April 19, 2007

We pluck the lemons; you get the plums: the Lemon Maligned, in Wikipedia as in the security literature

Several people (thanks Twan, Lynn) have pointed to Bruce Schneier's recent article on Security as Lemons. I'll not comment about it directly, as frequent readers here know my counter-claim that security is not about lemons, and reference to Akerlof will lead you down the garden path. Instead, it points to Wikipedia's entry on Akerlof's "The Market for Lemons." This article kindly points to a nice theory about the entry of Lemons into the language, as hopelessly-flawed new cars, so bad they have to be replaced entirely.

(ed: original article seen at right, and the text is at bottom.) The advert is great, but if the wikipedia article is anything to go by (**), it is not the last word on the Lemon.

Reading Wikipedia is good for getting a taste, but teachers and professors in the academic world have long warned that as it is user-written, it is no substitute for doing the real research.

This wikipedia article is no exception, indeed to use its own terminology, it's a lemon (**). And, it's not the difference between new cars and used cars (a switch that Akerlof himself used, for what I applaud as obvious and fair literary licence). The article is poor on the very economics it is trying to describe, albeit, ones that are not trivial.

By way of showing how hard it is to get this economics right, here are some of the difficulties with Wikipedia's maligning of the Lemon:

"Examples include the market for used cars, the dearth of formal credit markets in developing countries and the unavailability of health insurance for the elderly (that is, in the absence of government programs such as Medicare)."

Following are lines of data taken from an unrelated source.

// Deriving Eq and Partial Eq means that irrelevant bits are also getting compared.
// This makes comparisons fast but shifts responsibility to the user to properly zero out those,
// which can be confusing. TODO: Change?
/// Despite the name, it's technically possible to instantiate this generic struct with a `KnownSize`.
#[derive(Default, Copy, Clone, PartialEq, Eq, Debug)]
#[must_use]
pub struct DynamicallySizedBitboard<R: RawBitboard, C: RectangularCoordinates> {
    raw: R,
    size: C::Size,
}

// for some reason, automatically deriving `Arbitrary` doesn't work here
impl<'a, R: RawBitboard, C: RectangularCoordinates> Arbitrary<'a> for DynamicallySizedBitboard<R, C> {
    fn arbitrary(u: &mut Unstructured<'a>) -> arbitrary::Result<Self> {
        let (raw, size) = u.arbitrary::<(R, C::Size)>()?;
        Ok(Self { raw, size })
    }
}

// TODO: Bitboard overlay for board text output?
impl<R: RawBitboard, C: RectangularCoordinates> Display for DynamicallySizedBitboard<R, C> {
    fn fmt(&self, f: &mut Formatter<'_>) -> std::fmt::Result {
        self.format(f)
    }
}

// Unfortunately, we can't simply `#derive` the implementations for all the operators

impl<R: RawBitboard, C: RectangularCoordinates> Deref for DynamicallySizedBitboard<R, C> {
    type Target = R;

    #[inline]
    fn deref(&self) -> &Self::Target {
        &self.raw
    }
}

impl<R: RawBitboard, C: RectangularCoordinates> DerefMut for DynamicallySizedBitboard<R, C> {
    #[inline]
    fn deref_mut(&mut self) -> &mut Self::Target {
        &mut self.raw
    }
}

/// Necessary for WrappingSub (even though we don't want `Sub` itself).
impl<R: RawBitboard, C: RectangularCoordinates> Sub for DynamicallySizedBitboard<R, C> {
    type Output = Self;

    #[inline]
    fn sub(self, rhs: Self) -> Self::Output {
        debug_assert_eq!(self.size(), rhs.size());
        Self::new(self.raw - rhs.raw, self.size())
    }
}

/// Necessary for hyperbola quintessence.
impl<R: RawBitboard, C: RectangularCoordinates> WrappingSub for DynamicallySizedBitboard<R, C> {
    #[inline]
    fn wrapping_sub(&self, v: &Self) -> Self {
        Self::new(self.raw.wrapping_sub(&v.raw), self.size)
    }
}

impl<R: RawBitboard, C: RectangularCoordinates> Not for DynamicallySizedBitboard<R, C> {
    type Output = Self;

    #[inline]
    fn not(self) -> Self::Output {
        Self::new(!self.raw, self.size())
    }
}

impl<R: RawBitboard, C: RectangularCoordinates> BitOr for DynamicallySizedBitboard<R, C> {
    type Output = Self;

    #[inline]
    fn bitor(self, rhs: Self) -> Self::Output {
        debug_assert_eq!(self.size(), rhs.size());
        Self::new(self.raw | rhs.raw, self.size())
    }
}

impl<R: RawBitboard, C: RectangularCoordinates> BitOrAssign for DynamicallySizedBitboard<R, C> {
    #[inline]
    fn bitor_assign(&mut self, rhs: Self) {
        debug_assert_eq!(self.size(), rhs.size());
        self.raw |= rhs.raw;
    }
}

impl<R: RawBitboard, C: RectangularCoordinates> BitAnd for DynamicallySizedBitboard<R, C> {
    type Output = Self;

    #[inline]
    fn bitand(self, rhs: Self) -> Self::Output {
        debug_assert_eq!(self.size(), rhs.size());
        Self::new(self.raw() & rhs.raw(), self.size())
    }
}

impl<R: RawBitboard, C: RectangularCoordinates> BitAndAssign for DynamicallySizedBitboard<R, C> {
    #[inline]
    fn bitand_assign(&mut self, rhs: Self) {
        debug_assert_eq!(self.size(), rhs.size());
        self.raw &= rhs.raw;
    }
}

impl<R: RawBitboard, C: RectangularCoordinates> BitXor for DynamicallySizedBitboard<R, C> {
    type Output = Self;

    #[inline]
    fn bitxor(self, rhs: Self) -> Self {
        debug_assert_eq!(self.size(), rhs.size());
        Self::new(self.raw ^ rhs.raw, self.size())
    }
}

impl<R: RawBitboard, C: RectangularCoordinates> BitXorAssign for DynamicallySizedBitboard<R, C> {
    #[inline]
    fn bitxor_assign(&mut self, rhs: Self) {
        debug_assert_eq!(self.size(), rhs.size());
        self.raw ^= rhs.raw;
    }
}

impl<R: RawBitboard, C: RectangularCoordinates> Shl<usize> for DynamicallySizedBitboard<R, C> {
    type Output = Self;

    #[inline]
    fn shl(self, rhs: usize) -> Self::Output {
        Self::new(self.raw << rhs, self.size())
    }
}

impl<R: RawBitboard, C: RectangularCoordinates> ShlAssign<usize> for DynamicallySizedBitboard<R, C> {
    #[inline]
    fn shl_assign(&mut self, rhs: usize) {
        self.raw <<= rhs;
    }
}

impl<R: RawBitboard, C: RectangularCoordinates> Shr<usize> for DynamicallySizedBitboard<R, C> {
    type Output = Self;

    #[inline]
    fn shr(self, rhs: usize) -> Self::Output {
        Self::new(self.raw >> rhs, self.size())
    }
}

impl<R: RawBitboard, C: RectangularCoordinates> ShrAssign<usize> for DynamicallySizedBitboard<R, C> {
    #[inline]
    fn shr_assign(&mut self, rhs: usize) {
        self.raw >>= rhs;
    }
}

impl<R: RawBitboard, C: RectangularCoordinates> Bitboard<R, C> for DynamicallySizedBitboard<R, C> {
    #[inline]
    fn new(raw: R, size: C::Size) -> Self {
        Self { raw, size }
    }

    fn ray_exclusive(a: C, b: C, size: C::Size) -> Self {
        let ray = Self::ray(a, b, size).raw;
        let underlying = ray_between_exclusive!(size.internal_key(a), size.internal_key(b), ray, R::one(), R);
        Self::new(underlying, size)
    }

    fn ray_inclusive(a: C, b: C, size: C::Size) -> Self {
        let ray = Self::ray(a, b, size).raw;
        let underlying = ray_between_inclusive!(size.internal_key(a), size.internal_key(b), ray, R::one(), R);
        Self::new(underlying, size)
    }

    #[inline]
    fn raw(self) -> R {
        self.raw
    }

    #[inline]
    fn size(self) -> C::Size {
        self.size
    }
}

impl<R: RawBitboard, C: RectangularCoordinates> DynamicallySizedBitboard<R, C> {
    fn ray(a: C, b: C, size: C::Size) -> Self {
        if a.row() == b.row() {
            Self::rank_for(a.row(), size)
        } else if a.file() == b.file() {
            Self::file_for(a.file(), size)
        } else if a.file().wrapping_sub(a.rank()) == b.file().wrapping_sub(b.rank()) {
            Self::diag_for_sq(a, size)
        } else if a.file().wrapping_sub(a.rank()) == b.rank().wrapping_sub(b.file()) {
            Self::anti_diag_for_sq(a, size)
        } else {
            return Self::new(R::zero(), size);
        }
    }
}

impl<R: RawBitboard, C: RectangularCoordinates<Size: KnownSize<C>>> KnownSizeBitboard<R, C>
    for DynamicallySizedBitboard<R, C>
{
}

#[macro_export]
macro_rules! shift_left {
    ($bb: expr, $amount: expr) => {
        if $amount >= 0 { $bb << $amount } else { $bb >> -$amount }
    };
}

// can't be a lambda because rust doesn't support that in const fns
#[macro_export]
macro_rules! do_shift {
    ($horizontal_shift: expr,
    $vertical_shift: expr,
    $width: expr,
    $file: expr,
    $bb: expr,
    $typ: ty) => {{
        let shift = $horizontal_shift + $vertical_shift * $width;
        if $file >= -$horizontal_shift
            && $file + $horizontal_shift < $width
            && shift < <$typ>::BITS as isize
            && -shift < <$typ>::BITS as isize
        {
            shift_left!($bb, shift)
        } else {
            0
        }
    }};
}

// can be called at compile time or when constructing fairy chess rules
// width is the internal width, so boards with a width less than 8, but height <= 8 can simply use 8 as the width
#[macro_export]
macro_rules! precompute_leaper_attacks {
    ($square_idx: expr, $diff_1: expr, $diff_2: expr, $repeat: expr, $width: expr, $typ: ty) => {{
        let diff_1 = $diff_1 as isize;
        let diff_2 = $diff_2 as isize;
        let width = $width as isize;
        assert!(diff_1 <= diff_2); // an (a, b) leaper is the same as an (b, a) leaper
        let this_piece: $typ = 1 << $square_idx;
        let file = $square_idx as isize % width;
        let mut attacks: $typ = 0;
        let mut i = 0;
        while i < 4 {
            // for horizontal_dir in [-1, 1], for vertical_dir in [-1, 1]
            let horizontal_dir = i / 2 * 2 - 1;
            let vertical_dir = i % 2 * 2 - 1;
            let mut horizontal_offset = horizontal_dir;
            let mut vertical_offset = vertical_dir;
            let mut repetition = 0;
            loop {
                attacks |= $crate::do_shift!(
                    diff_2 * horizontal_offset,
                    diff_1 * vertical_offset,
                    width,
                    file,
                    this_piece,
                    $typ
                );
                attacks |= $crate::do_shift!(
                    diff_1 * horizontal_offset,
                    diff_2 * vertical_offset,
                    width,
                    file,
                    this_piece,
                    $typ
                );
                if !$repeat || repetition > $width {
                    // TODO: max(width, height)
                    break;
                }
                horizontal_offset += horizontal_dir;
                vertical_offset += vertical_dir;
                repetition += 1;
            }
            i += 1;
        }
        attacks
    }};
}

Although the first is Akerlof's market for lemons, the other two are not. Instead, they are better found in the space described by Stiglitz & Rothschild, and others.

The distinction is around who knows (more): Buyer or Seller? Large party or small?

Does the distinction matter? Not if trade is like a mirror, as all are fair by definition. But the point of the asymmetrical information literature was that not all is symmetrical; the mirror is broken, and the shards cut both sides.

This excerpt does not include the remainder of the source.